Fattori di rischio delle Banche:
Stato Bilancio complessivo della rispettive
banche nazionali miliardi di € Prodotto interno lordo miliardi €
Inghilterra 4.5000,00 1.900,00
Germania 8.000,00 2.500,00
USA 10.6000,00 9.700,00
Nel caso dovessero stornare i bilanci di un 15% per perdite l’effetto sui bilanci statali sarebbe il seguente:
Stato Aumento del debito pubblico in miliardi di € % d’aumento del debito pubblico
USA 1.600,00 + 22%
Geramania 1.200,00 +75%
Inghilterra 700,00 + 106%
Ho calcolato che quest’anno gli Stati dovranno emettere 3.000 (tremila) miliardi di $, (il triplo dell’anno scorso) per finanziare il salvataggio delle varie banche (ti ricordo che il “buco” creato dai derivati avevo calcolato in 700.000 miliardi di $ a fronte di un PIL mondiale di 53-57.000 miliardi di $)(mia del 20 ottobre).
Di bolla in bolla. Obama che ha annunciato, finalmente, una poderosa riduzione, delle tasse per rilanciare l’economia, causerà un giusto aumento dei tassi negli USA . 3.000 miliardi che causeranno una bolla speculativa sui titoli di stato.
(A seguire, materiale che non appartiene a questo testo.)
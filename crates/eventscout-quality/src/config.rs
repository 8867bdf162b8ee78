//! Tuning knobs for the solid-hit predicate and auto-expand loop (spec
//! §4.10).

/// Weights for [`crate::solid_hit::is_solid_hit`]'s quality score. Spec
/// §4.10 names relative weight classes ("largest", "medium", "small")
/// without numbers; these sum to 1.0 in that relative order.
#[derive(Debug, Clone, Copy)]
pub struct SolidHitWeights {
    pub date_in_window: f64,
    pub city_or_venue: f64,
    pub speakers_present: f64,
    pub has_speaker_page: f64,
    pub host_country_correlation: f64,
}

impl Default for SolidHitWeights {
    fn default() -> Self {
        Self {
            date_in_window: 0.4,
            city_or_venue: 0.2,
            speakers_present: 0.2,
            has_speaker_page: 0.1,
            host_country_correlation: 0.1,
        }
    }
}

#[derive(Debug, Clone)]
pub struct QualityConfig {
    pub weights: SolidHitWeights,
    pub threshold: f64,
    pub min_solid_hits: usize,
    pub allow_auto_expand: bool,
}

impl Default for QualityConfig {
    fn default() -> Self {
        Self {
            weights: SolidHitWeights::default(),
            threshold: 0.5,
            min_solid_hits: 3,
            allow_auto_expand: true,
        }
    }
}
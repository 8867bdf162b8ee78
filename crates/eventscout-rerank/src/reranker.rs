use async_trait::async_trait;
use eventscout_core::StageError;

/// An external reranker API (e.g. Voyage). Returns a relevance score per
/// URL, in the same order as the input slice.
#[async_trait]
pub trait Reranker: Send + Sync {
    async fn rerank(&self, instruction: &str, urls: &[String]) -> Result<Vec<f64>, StageError>;
}

/// Builds the templated instruction carrying country/date/industry context
/// (spec §4.6 step 4).
pub fn build_instruction(industry: &str, country: Option<&str>, date_window: &str) -> String {
    format!(
        "Rank these event pages for relevance to the {industry} industry in {country} during {date_window}.",
        industry = industry,
        country = country.unwrap_or("any country"),
        date_window = date_window,
    )
}
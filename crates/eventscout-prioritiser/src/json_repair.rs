//! Best-effort recovery of `[{url,score,reason}]` arrays from raw LLM text
//! that isn't valid JSON (spec §4.7's five-step repair ladder).

use regex::Regex;
use serde::Deserialize;
use std::sync::OnceLock;

#[derive(Debug, Deserialize)]
pub struct RawScore {
    pub url: String,
    #[serde(default)]
    pub score: serde_json::Value,
    #[serde(default)]
    pub reason: String,
}

/// Tries each repair step in order, returning the first one that parses.
pub fn parse_scores(raw: &str) -> Vec<RawScore> {
    let trimmed = raw.trim();

    if let Ok(scores) = serde_json::from_str::<Vec<RawScore>>(trimmed) {
        return scores;
    }

    if trimmed.starts_with('[') && !trimmed.trim_end().ends_with(']') {
        let mut patched = trimmed.to_string();
        patched.push(']');
        if let Ok(scores) = serde_json::from_str::<Vec<RawScore>>(&patched) {
            return scores;
        }
    }

    if let Some(slice) = extract_bracket_slice(trimmed) {
        if let Ok(scores) = serde_json::from_str::<Vec<RawScore>>(slice) {
            return scores;
        }
        let repaired = close_unbalanced(slice);
        if let Ok(scores) = serde_json::from_str::<Vec<RawScore>>(&repaired) {
            return scores;
        }
    }

    greedy_extract_objects(trimmed)
}

fn extract_bracket_slice(s: &str) -> Option<&str> {
    let start = s.find('[')?;
    let end = s.rfind(']')?;
    if end > start {
        Some(&s[start..=end])
    } else {
        None
    }
}

fn close_unbalanced(s: &str) -> String {
    let mut opens = Vec::new();
    for c in s.chars() {
        match c {
            '[' | '{' => opens.push(c),
            ']' => {
                if opens.last() == Some(&'[') {
                    opens.pop();
                }
            }
            '}' => {
                if opens.last() == Some(&'{') {
                    opens.pop();
                }
            }
            _ => {}
        }
    }
    let mut repaired = s.to_string();
    for c in opens.into_iter().rev() {
        repaired.push(if c == '[' { ']' } else { '}' });
    }
    repaired
}

fn object_regex() -> &'static Regex {
    static RE: OnceLock<Regex> = OnceLock::new();
    RE.get_or_init(|| Regex::new(r"\{[^{}]*\}").unwrap())
}

fn greedy_extract_objects(s: &str) -> Vec<RawScore> {
    object_regex()
        .find_iter(s)
        .filter_map(|m| serde_json::from_str::<RawScore>(m.as_str()).ok())
        .collect()
}
//! Ordered-pattern speaker extraction from combined crawl content (spec
//! §4.9 step 6).

use eventscout_core::Speaker;
use regex::Regex;
use std::sync::OnceLock;

const DEFAULT_TITLE: &str = "Professional";
const DEFAULT_COMPANY: &str = "Various";
const MAX_NAME_LEN: usize = 50;

/// Lines containing these words are navigation chrome, not speaker bios.
const NAV_BLACKLIST: &[&str] = &[
    "home", "contact", "login", "register", "sitemap", "privacy", "imprint", "newsletter", "cookie",
];

/// Generic industry nouns that look like a "Name, Title, Company" line but
/// aren't one.
const INDUSTRY_BLACKLIST: &[&str] = &["platform", "solution", "software", "technology", "services"];

/// Ordered (regex, name-group-index) pairs; title/company are the two
/// capture groups that follow the name group, when present.
fn patterns() -> &'static Vec<(Regex, usize)> {
    static PATTERNS: OnceLock<Vec<(Regex, usize)>> = OnceLock::new();
    PATTERNS.get_or_init(|| {
        vec![
            (Regex::new(r"^([A-Z][\p{L}.'-]+(?: [A-Z][\p{L}.'-]+)+),\s*([^,]+),\s*(.+)$").unwrap(), 1),
            (Regex::new(r"^(.+?)\s+[–-]\s+(.+?)\s+at\s+(.+)$").unwrap(), 1),
            (Regex::new(r"^(.+?)\s*\((.+?),\s*(.+?)\)$").unwrap(), 1),
            (Regex::new(r"^(.+?)\s*\|\s*(.+?)\s*\|\s*(.+?)$").unwrap(), 1),
            (Regex::new(r"(?i)^(?:Referent|Sprecher|Moderator):\s*(.+)$").unwrap(), 1),
            (Regex::new(r"(?i)^Keynote Speaker:\s*(.+)$").unwrap(), 1),
        ]
    })
}

fn is_blacklisted(line: &str) -> bool {
    let lower = line.to_lowercase();
    NAV_BLACKLIST.iter().any(|w| lower.contains(w)) || INDUSTRY_BLACKLIST.iter().any(|w| lower.contains(w))
}

fn looks_like_name(candidate: &str) -> bool {
    let trimmed = candidate.trim();
    if trimmed.is_empty() || trimmed.chars().count() > MAX_NAME_LEN {
        return false;
    }
    let capitalised_words = trimmed
        .split_whitespace()
        .filter(|w| w.chars().next().is_some_and(|c| c.is_uppercase()))
        .count();
    capitalised_words >= 2
}

fn extract_line(line: &str) -> Option<Speaker> {
    let trimmed = line.trim().trim_start_matches(['-', '*', '•']).trim();
    if trimmed.is_empty() || is_blacklisted(trimmed) {
        return None;
    }

    for (regex, name_group) in patterns() {
        if let Some(caps) = regex.captures(trimmed) {
            let name = caps.get(*name_group)?.as_str().trim().to_string();
            if !looks_like_name(&name) {
                continue;
            }
            let title = caps.get(name_group + 1).map(|m| m.as_str().trim().to_string());
            let company = caps.get(name_group + 2).map(|m| m.as_str().trim().to_string());
            return Some(Speaker {
                name,
                title: Some(title.filter(|t| !t.is_empty()).unwrap_or_else(|| DEFAULT_TITLE.to_string())),
                company: Some(company.filter(|c| !c.is_empty()).unwrap_or_else(|| DEFAULT_COMPANY.to_string())),
            });
        }
    }
    None
}

/// Extracts speakers from combined crawl content, capped at `max_speakers`
/// and deduplicated by case-insensitive name.
pub fn extract_speakers(content: &str, max_speakers: usize) -> Vec<Speaker> {
    let mut seen = std::collections::HashSet::new();
    let mut speakers = Vec::new();

    for line in content.lines() {
        if speakers.len() >= max_speakers {
            break;
        }
        if let Some(speaker) = extract_line(line) {
            if seen.insert(speaker.name.to_lowercase()) {
                speakers.push(speaker);
            }
        }
    }

    speakers
}
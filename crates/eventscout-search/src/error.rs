use thiserror::Error;

#[derive(Debug, Error)]
pub enum SearchError {
    #[error("cache error: {0}")]
    Cache(#[from] eventscout_cache::CacheError),
    #[error("invalid search request: {0}")]
    InvalidRequest(String),
}
//! Speaker sub-page discovery from a main page's Markdown anchors (spec
//! §4.9 step 2).

use regex::Regex;
use std::sync::OnceLock;
use url::Url;

const HIGH_KEYWORDS: &[&str] = &["referenten", "speakers", "presenters", "faculty"];
const MEDIUM_KEYWORDS: &[&str] = &["agenda", "program", "schedule"];
const LOW_KEYWORDS: &[&str] = &["team", "organiser", "organizer", "about"];

/// Paths worth trying even when no anchor on the main page mentions them.
const COMMON_PATHS: &[&str] = &[
    "/referenten/",
    "/speakers/",
    "/presenters/",
    "/agenda/",
    "/program/",
    "/schedule/",
];

#[derive(Debug, Clone, Copy, PartialEq, Eq, PartialOrd, Ord)]
enum Priority {
    High,
    Medium,
    Low,
}

fn classify(path: &str) -> Option<Priority> {
    let lower = path.to_lowercase();
    if HIGH_KEYWORDS.iter().any(|k| lower.contains(k)) {
        Some(Priority::High)
    } else if MEDIUM_KEYWORDS.iter().any(|k| lower.contains(k)) {
        Some(Priority::Medium)
    } else if LOW_KEYWORDS.iter().any(|k| lower.contains(k)) {
        Some(Priority::Low)
    } else {
        None
    }
}

fn anchor_regex() -> &'static Regex {
    static RE: OnceLock<Regex> = OnceLock::new();
    RE.get_or_init(|| Regex::new(r"\[[^\]]*\]\(([^)\s]+)\)").unwrap())
}

/// Returns up to 3 same-origin sub-page URLs worth crawling for speaker
/// information, highest priority first.
pub fn discover_subpages(base_url: &str, main_markdown: &str) -> Vec<String> {
    let Ok(base) = Url::parse(base_url) else {
        return Vec::new();
    };

    let mut candidates: Vec<(Priority, String)> = Vec::new();
    let mut seen = std::collections::HashSet::new();

    for href in anchor_regex().captures_iter(main_markdown).map(|c| c[1].to_string()) {
        if let Ok(resolved) = base.join(&href) {
            if resolved.host_str() != base.host_str() {
                continue;
            }
            if let Some(priority) = classify(resolved.path()) {
                let key = resolved.to_string();
                if seen.insert(key.clone()) {
                    candidates.push((priority, key));
                }
            }
        }
    }

    for path in COMMON_PATHS {
        if let Ok(resolved) = base.join(path) {
            let key = resolved.to_string();
            if let Some(priority) = classify(resolved.path()) {
                if seen.insert(key.clone()) {
                    candidates.push((priority, key));
                }
            }
        }
    }

    candidates.sort_by_key(|(priority, _)| *priority);
    candidates.into_iter().take(3).map(|(_, url)| url).collect()
}

#[cfg(test)]
mod tests {
    use super::*;

    #[test]
    fn high_priority_anchors_rank_first() {
        let markdown = "[Team](https://example.com/team/) [Speakers](https://example.com/speakers/)";
        let result = discover_subpages("https://example.com/", markdown);
        assert_eq!(result[0], "https://example.com/speakers/");
    }

    #[test]
    fn cross_origin_anchors_are_ignored() {
        let markdown = "[Speakers](https://other.com/speakers/)";
        let result = discover_subpages("https://example.com/", markdown);
        assert!(result.iter().all(|u| u.contains("example.com")));
    }

    #[test]
    fn common_paths_are_synthesised_when_not_linked() {
        let result = discover_subpages("https://example.com/", "no anchors here");
        assert!(!result.is_empty());
    }

    #[test]
    fn caps_at_three_results() {
        let markdown = "[Referenten](https://example.com/referenten/) \
             [Speakers](https://example.com/speakers/) \
             [Presenters](https://example.com/presenters/) \
             [Faculty](https://example.com/faculty/)";
        let result = discover_subpages("https://example.com/", markdown);
        assert!(result.len() <= 3);
    }

    #[test]
    fn duplicate_urls_are_deduplicated() {
        let markdown = "[A](https://example.com/speakers/) [B](https://example.com/speakers/)";
        let result = discover_subpages("https://example.com/", markdown);
        assert_eq!(result.iter().filter(|u| u.contains("speakers")).count(), 1);
    }
}
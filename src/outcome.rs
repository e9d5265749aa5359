//! Per-target results and their aggregation.

use crate::evaluator::CertificateInfo;
use serde::{Deserialize, Serialize};
use strum_macros::{Display, EnumIter};

/// A configured host to check.
#[derive(Debug, Clone, PartialEq, Eq, Serialize, Deserialize)]
pub struct Target {
    pub name: String,
    pub url: String,
}

impl Target {
    pub fn new(name: impl Into<String>, url: impl Into<String>) -> Self {
        Target {
            name: name.into(),
            url: url.into(),
        }
    }
}

/// Either the certificate details or the reason the check failed.
#[derive(Debug, Clone, PartialEq, Eq, Serialize, Deserialize)]
#[serde(untagged)]
pub enum Detail {
    Certificate(CertificateInfo),
    Error { error: String },
}

/// Result of checking one [`Target`]. Built once, never mutated.
#[derive(Debug, Clone, PartialEq, Eq, Serialize, Deserialize)]
pub struct CheckOutcome {
    pub name: String,
    pub url: String,
    #[serde(flatten)]
    detail: Detail,
}

impl CheckOutcome {
    pub fn certificate(target: &Target, info: CertificateInfo) -> Self {
        CheckOutcome {
            name: target.name.clone(),
            url: target.url.clone(),
            detail: Detail::Certificate(info),
        }
    }

    pub fn failure(target: &Target, error: impl Into<String>) -> Self {
        CheckOutcome {
            name: target.name.clone(),
            url: target.url.clone(),
            detail: Detail::Error {
                error: error.into(),
            },
        }
    }

    pub fn detail(&self) -> &Detail {
        &self.detail
    }

    pub fn info(&self) -> Option<&CertificateInfo> {
        match &self.detail {
            Detail::Certificate(info) => Some(info),
            Detail::Error { .. } => None,
        }
    }

    pub fn error(&self) -> Option<&str> {
        match &self.detail {
            Detail::Certificate(_) => None,
            Detail::Error { error } => Some(error),
        }
    }

    pub fn status(&self) -> CertificateStatus {
        match &self.detail {
            Detail::Error { .. } => CertificateStatus::Error,
            Detail::Certificate(info) => {
                let c = &info.classification;
                if c.expired {
                    CertificateStatus::Expired
                } else if c.expires_soon {
                    CertificateStatus::ExpiringSoon
                } else if !c.valid {
                    CertificateStatus::NotYetValid
                } else {
                    CertificateStatus::Ok
                }
            }
        }
    }
}

/// Status shown in reports, in decreasing order of severity.
#[derive(Debug, Clone, Copy, PartialEq, Eq, Display, EnumIter)]
pub enum CertificateStatus {
    #[strum(serialize = "ERROR")]
    Error,
    #[strum(serialize = "EXPIRED")]
    Expired,
    #[strum(serialize = "WARNING")]
    ExpiringSoon,
    #[strum(serialize = "NOT YET VALID")]
    NotYetValid,
    #[strum(serialize = "OK")]
    Ok,
}

impl CertificateStatus {
    /// Whether this status makes the run exit with a non-zero code.
    pub fn is_failure(self) -> bool {
        matches!(
            self,
            CertificateStatus::Error | CertificateStatus::Expired | CertificateStatus::ExpiringSoon
        )
    }
}

/// Counts of outcomes per status.
#[derive(Debug, Default, Clone, Copy, PartialEq, Eq, Serialize)]
pub struct Summary {
    pub total: usize,
    pub ok: usize,
    pub expiring_soon: usize,
    pub expired: usize,
    pub not_yet_valid: usize,
    pub errors: usize,
}

impl Summary {
    pub fn from_outcomes(outcomes: &[CheckOutcome]) -> Self {
        let mut summary = Summary {
            total: outcomes.len(),
            ..Summary::default()
        };
        for outcome in outcomes {
            match outcome.status() {
                CertificateStatus::Ok => summary.ok += 1,
                CertificateStatus::ExpiringSoon => summary.expiring_soon += 1,
                CertificateStatus::Expired => summary.expired += 1,
                CertificateStatus::NotYetValid => summary.not_yet_valid += 1,
                CertificateStatus::Error => summary.errors += 1,
            }
        }
        summary
    }

    pub fn has_failures(&self) -> bool {
        self.errors + self.expired + self.expiring_soon > 0
    }

    /// `1` when any outcome failed, expired or expires soon, `0` otherwise.
    pub fn exit_code(&self) -> u8 {
        if self.has_failures() {
            1
        } else {
            0
        }
    }
}
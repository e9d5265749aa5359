//! Report rendering.
//!
//! # Submodules
//!
//! - `text` - human readable report with a summary table
//! - `json` - pretty printed JSON array of outcomes

pub mod json;
pub mod text;

use crate::outcome::CheckOutcome;
use clap::ValueEnum;

/// Output format of the report.
#[derive(Debug, Clone, Copy, PartialEq, Eq, ValueEnum)]
pub enum OutputFormat {
    Text,
    Json,
}

/// Renders `outcomes` in the requested format.
pub fn render(outcomes: &[CheckOutcome], format: OutputFormat) -> Result<String, serde_json::Error> {
    match format {
        OutputFormat::Text => Ok(text::render(outcomes)),
        OutputFormat::Json => json::render(outcomes),
    }
}
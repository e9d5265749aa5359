//! Configuration file management for certpoller.
//!
//! This module handles loading, validating and merging configuration from a
//! YAML file and command-line arguments.
//!
//! # Configuration Precedence
//!
//! 1. Default values (lowest priority)
//! 2. Configuration file (given with --config)
//! 3. Command-line arguments (highest priority)
//!
//! # Example Configuration File
//!
//! ```yaml
//! warning_days: 14
//! timeout_secs: 10
//! urls:
//!   - https://example.com
//!   - name: Google
//!     url: https://google.com
//! ```

use crate::evaluator::DEFAULT_WARNING_DAYS;
use crate::fetcher::DEFAULT_TIMEOUT;
use crate::outcome::Target;
use serde::{Deserialize, Serialize};
use serde_yaml::Value;
use std::fs;
use std::path::Path;
use thiserror::Error;

/// One entry of the `urls` list: a bare URL or a named one.
#[derive(Debug, Deserialize, Serialize, Clone, PartialEq)]
#[serde(untagged)]
pub enum UrlEntry {
    Url(String),
    Named {
        url: Option<String>,
        name: Option<String>,
    },
}

impl UrlEntry {
    /// Converts the entry to a [`Target`], naming it after its URL when no
    /// name is given.
    pub fn to_target(&self) -> Result<Target, ConfigError> {
        let (url, name) = match self {
            UrlEntry::Url(url) => (Some(url), None),
            UrlEntry::Named { url, name } => (url.as_ref(), name.as_ref()),
        };
        let url = match url {
            Some(url) if !url.trim().is_empty() => url,
            _ => {
                return Err(ConfigError::Validation(
                    "URL cannot be nil or empty".to_string(),
                ))
            }
        };
        let name = name.filter(|n| !n.trim().is_empty()).unwrap_or(url);
        Ok(Target::new(name.as_str(), url.as_str()))
    }
}

/// Main configuration structure for certpoller.
///
/// All fields are optional to support partial configuration and merging.
#[derive(Debug, Deserialize, Serialize, Clone, PartialEq)]
pub struct Config {
    /// Hosts to check
    pub urls: Option<Vec<UrlEntry>>,
    /// Days before expiration at which a certificate is reported
    pub warning_days: Option<i64>,
    /// Connect and handshake timeout in seconds
    pub timeout_secs: Option<u64>,
}

impl Default for Config {
    /// `urls` unset, `warning_days` 30, `timeout_secs` 30.
    fn default() -> Self {
        Config {
            urls: None,
            warning_days: Some(DEFAULT_WARNING_DAYS),
            timeout_secs: Some(DEFAULT_TIMEOUT.as_secs()),
        }
    }
}

impl Config {
    /// Loads and validates configuration from a YAML file.
    ///
    /// # Errors
    ///
    /// * `ConfigError::NotFound` - the file does not exist
    /// * `ConfigError::Io` - the file could not be read
    /// * `ConfigError::Parse` - the file is not valid YAML
    /// * `ConfigError::Validation` - the `urls` list is missing or malformed, or `timeout_secs` is 0
    pub fn from_file<P: AsRef<Path>>(path: P) -> Result<Self, ConfigError> {
        let path = path.as_ref();
        if !path.exists() {
            return Err(ConfigError::NotFound(path.display().to_string()));
        }
        let content = fs::read_to_string(path).map_err(|e| ConfigError::Io(e.to_string()))?;
        Self::from_yaml(&content)
    }

    /// Parses and validates configuration from a YAML string.
    pub fn from_yaml(content: &str) -> Result<Self, ConfigError> {
        if content.trim().is_empty() {
            return Err(ConfigError::Validation("Config file is empty".to_string()));
        }
        let value: Value = serde_yaml::from_str(content).map_err(|e| {
            ConfigError::Parse(format!("Invalid YAML syntax in config file: {}", e))
        })?;
        validate(&value)?;
        serde_yaml::from_value(value).map_err(|e| ConfigError::Parse(e.to_string()))
    }

    /// Merges this configuration with another, prioritizing the other's values.
    pub fn merge_with(mut self, other: Config) -> Self {
        if other.urls.is_some() {
            self.urls = other.urls;
        }
        if other.warning_days.is_some() {
            self.warning_days = other.warning_days;
        }
        if other.timeout_secs.is_some() {
            self.timeout_secs = other.timeout_secs;
        }
        self
    }

    /// Creates a Config from command-line overrides for merging.
    pub fn from_cli_args(warning_days: Option<i64>, timeout_secs: Option<u64>) -> Self {
        Config {
            urls: None,
            warning_days,
            timeout_secs,
        }
    }

    /// The configured targets, in file order.
    pub fn targets(&self) -> Result<Vec<Target>, ConfigError> {
        match &self.urls {
            Some(urls) if !urls.is_empty() => urls.iter().map(UrlEntry::to_target).collect(),
            Some(_) => Err(ConfigError::Validation(
                "URLs array cannot be empty".to_string(),
            )),
            None => Err(ConfigError::Validation(
                "Config must contain 'urls' key".to_string(),
            )),
        }
    }

    /// Generates an example configuration file.
    pub fn example_yaml() -> String {
        let example = Config {
            urls: Some(vec![
                UrlEntry::Url("https://example.com".to_string()),
                UrlEntry::Named {
                    url: Some("https://google.com".to_string()),
                    name: Some("Google".to_string()),
                },
                UrlEntry::Url("expired.badssl.com".to_string()),
            ]),
            warning_days: Some(DEFAULT_WARNING_DAYS),
            timeout_secs: Some(DEFAULT_TIMEOUT.as_secs()),
        };

        serde_yaml::to_string(&example).unwrap_or_else(|_| "# Error generating example".to_string())
    }
}

fn validate(value: &Value) -> Result<(), ConfigError> {
    let mapping = match value {
        Value::Null => return Err(ConfigError::Validation("Config file is empty".to_string())),
        Value::Mapping(mapping) if mapping.is_empty() => {
            return Err(ConfigError::Validation("Config file is empty".to_string()))
        }
        Value::Mapping(mapping) => mapping,
        _ => {
            return Err(ConfigError::Validation(
                "Config must be a mapping".to_string(),
            ))
        }
    };

    let urls = mapping
        .get("urls")
        .ok_or_else(|| ConfigError::Validation("Config must contain 'urls' key".to_string()))?;
    let entries = urls
        .as_sequence()
        .ok_or_else(|| ConfigError::Validation("URLs must be an array".to_string()))?;
    if entries.is_empty() {
        return Err(ConfigError::Validation(
            "URLs array cannot be empty".to_string(),
        ));
    }

    if let Some(timeout) = mapping.get("timeout_secs") {
        if timeout.as_u64() == Some(0) {
            return Err(ConfigError::Validation(
                "timeout_secs must be at least 1".to_string(),
            ));
        }
    }

    for entry in entries {
        match entry {
            Value::String(url) if url.trim().is_empty() => {
                return Err(ConfigError::Validation(
                    "URL cannot be nil or empty".to_string(),
                ))
            }
            Value::String(_) | Value::Mapping(_) => {}
            other => {
                return Err(ConfigError::Validation(format!(
                    "Invalid URL entry: {:?}",
                    other
                )))
            }
        }
    }
    Ok(())
}

/// Errors that can occur during configuration loading and parsing.
#[derive(Debug, Error)]
pub enum ConfigError {
    /// The config file does not exist
    #[error("Config file not found: {0}")]
    NotFound(String),
    /// I/O error (permission denied, etc.)
    #[error("IO Error: {0}")]
    Io(String),
    /// YAML parsing error (invalid syntax, type mismatch, etc.)
    #[error("Parse Error: {0}")]
    Parse(String),
    /// Validation error (missing required fields, invalid values, etc.)
    #[error("Validation Error: {0}")]
    Validation(String),
}
use certpoller::config::Config;
use certpoller::report::{self, OutputFormat};
use certpoller::{check_certificate, CheckOptions, PeerVerification, Summary};
use clap::Parser;
use std::error::Error;
use std::path::PathBuf;
use std::process::ExitCode;
use std::time::Duration;
use tracing_subscriber::EnvFilter;

/// Polls TLS servers listed in a YAML file and reports certificate expiration.
#[derive(Parser, Debug)]
#[command(author, version, about, long_about = None)]
struct Cli {
    /// Path to YAML config file
    #[arg(short, long, value_name = "PATH", required_unless_present = "example_config")]
    config: Option<PathBuf>,

    /// Output format
    #[arg(short, long, value_enum, default_value_t = OutputFormat::Text)]
    format: OutputFormat,

    /// Days before expiration to warn (default: 30)
    #[arg(short, long, value_name = "DAYS")]
    warning_days: Option<i64>,

    /// Connect and handshake timeout in seconds (default: 30)
    #[arg(short, long, value_name = "SECS", value_parser = clap::value_parser!(u64).range(1..))]
    timeout: Option<u64>,

    /// Print an example config file and exit
    #[arg(long)]
    example_config: bool,
}

fn main() -> ExitCode {
    tracing_subscriber::fmt()
        .with_env_filter(
            EnvFilter::try_from_default_env().unwrap_or_else(|_| EnvFilter::new("warn")),
        )
        .with_writer(std::io::stderr)
        .init();

    let cli = Cli::parse();
    match run(&cli) {
        Ok(code) => ExitCode::from(code),
        Err(e) => {
            println!("Error: {}", e);
            ExitCode::from(1)
        }
    }
}

fn run(cli: &Cli) -> Result<u8, Box<dyn Error>> {
    if cli.example_config {
        print!("{}", Config::example_yaml());
        return Ok(0);
    }
    let path = cli.config.as_ref().ok_or("Config file is required")?;

    let config = Config::default()
        .merge_with(Config::from_file(path)?)
        .merge_with(Config::from_cli_args(cli.warning_days, cli.timeout));
    let targets = config.targets()?;

    // Inspect-only: the certificate is reported, never trusted.
    let mut options = CheckOptions::new(PeerVerification::InspectOnly);
    if let Some(days) = config.warning_days {
        options = options.with_warning_days(days);
    }
    if let Some(secs) = config.timeout_secs {
        options = options.with_timeout(Duration::from_secs(secs));
    }

    let mut outcomes = Vec::with_capacity(targets.len());
    for target in &targets {
        if cli.format == OutputFormat::Text {
            println!("Checking {}...", target.name);
        }
        outcomes.push(check_certificate(target, &options));
    }

    println!("{}", report::render(&outcomes, cli.format)?);

    Ok(Summary::from_outcomes(&outcomes).exit_code())
}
In Europa ritengo saremo invece esentati da tale rischio. Per cui se decidi di investire in titoli di stato compra titoli europei. Come sai le bolle si creano sempre quando non c’è trasparenza e spero che questa volta l’FBI faccia il suo mestiere.
Ribadisco che in scadenza per il 2009 in Italia ci sono 300 miliardi di BOT.
Pura fantasia immaginarsi come la Commerzbank potrà produrre utili nei prossimi anni per 18 miliardi di Euro, oltre a 1,5 miliardi di Euro per ripagare gli interessi degli investimenti dello Stato federale. Certo è che duraturi e prolungati saranno i debiti con cui lo Stato ha finanziato i programmi di salvataggio e che dovranno essere finanziati dal sistema fiscale. Parlando con politici tedeschi, comunque forte è la volontà di frenare questa emorragia e di essere in grado entro il 2015 di rendere anche la quota capitale che i mercati stanno prestando, anzi, e come a suo tempo proposto in Italia assieme a Giancarlo Pagliarini nel 1996 (*vedi nota allegata), introdurre nella Costituzione tedesca una norma per cui, in tempi normali lo Stato debba far quadrare i conti senza aumento del debito pubblico.